There is now an overwhelming body of evidence that bleeding is an independent predictor of adverse outcome across the spectrum of patients with coronary artery disease, including patients with non-ST-elevation ACS, ST-elevation MI, and those undergoing PCI. The mechanism of the association between bleeding and adverse outcome remains to be established but several possibilities should be considered. First, effective antithrombotic treatments are usually stopped in patients who develop bleeding, which could result in an increased incidence of non-fatal or fatal ischaemic events.17 The ACUITY investigators reported a greater than five-fold increase in stent thrombosis among patients who experienced major bleeding,5 which is consistent with previous reports linking premature discontinuation of antiplatelet drugs in coronary stent patients with ischaemic events and death.18,19 Secondly, bleeding can lead to reduced oxygen supply, caused by reduced tissue perfusion and anaemia, as well as increased oxygen demand, caused by stress and tachycardia, thereby resulting in tissue ischaemia. Thirdly, transfusion of stored packed red blood cells can lead to reduced tissue oxygen delivery, caused by depletion of 2,3-diphosphoglycerate and nitric oxide from red blood cells, which leads to increased affinity of haemoglobin for oxygen and impaired release of oxygen at the capillary level. Packed red blood cell transfusion20 and the duration of storage of packed red blood cells prior to transfusion have been associated with an increased risk of adverse outcomes.21 Fourth, interventions, including surgery and anaesthesia, that are performed to treat bleeding complications may carry additional risk, particularly in patients who have recently experienced an ACS and have discontinued their antithrombotic medications.

The strengths of our study are that we analysed a dataset involving more than 20 000 patients with ACS randomized to fondaparinux or enoxaparin, including almost 1000 major bleeds, more than 1000 deaths, more than 1000 MIs, and more than 250 strokes. Detailed information concerning patient demographics, baseline characteristics, and co-interventions were collected, allowing us to obtain reliable estimates of the incidence and prognosis of bleeding.

Our study also has limitations. First, despite the large sample size and substantial number of outcomes, our study was not powered to determine the effect of fondaparinux compared with enoxaparin for uncommon but serious outcomes such as intracranial bleeding.
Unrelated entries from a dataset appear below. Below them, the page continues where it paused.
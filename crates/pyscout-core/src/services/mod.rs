//! Core services - the discovery pipeline's consistency layer.
//!
//! Services orchestrate between ports and domain logic; they never know
//! about concrete locators or stores.

mod collection_service;
mod envs_cache;

pub use collection_service::{EnvsCollectionService, RefreshHandle};
pub use envs_cache::EnvsCache;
Secondly, we were unable to explore the effect of discontinuation of concomitant antithrombotic therapies on adverse outcomes in the OASIS-5 trial because this information was not routinely collected in all patients, and, when available, was confounded by the severity of the bleeding. Thirdly, the association between bleeding and outcome in the OASIS-5 trial is subject to confounding because older and sicker patients are more likely to experience bleeding, but are also more likely to experience MI, stroke, or death. Despite exhaustive effort to adjust for potential confounders, we are unable to prove a causal relation between bleeding events and death. However, our data add to the growing body of consistent evidence that bleeding is an independent and potentially modifiable determinant of recurrent ischaemic events and death. Fourth, very few minor bleeds were reported after day 9, raising the possibility that minor bleeding after the period of study drug administration was under-reported. Finally, we performed multiple statistical comparisons, which increases the likelihood that some of our findings are due to the play of chance.

In conclusion, our analyses involving more than 20 000 patients in the OASIS-5 trial demonstrate that the routine use of fondaparinux in place of enoxaparin in patients with ACS will reduce the risk of bleeding by up to one-half and that prevention of bleeding translates into substantial reductions in both morbidity and mortality during 180 days of follow-up. Increasing recognition that bleeding is an independent determinant of outcome in patients with ACS should prompt efforts to reduce the risk of bleeding and thereby improve clinical outcomes by appropriate selection of antithrombotic therapies as well as judicious use of invasive revascularization procedures.

Conflict of interest: none declared.

Footnotes

  • Both the authors contributed equally to this work.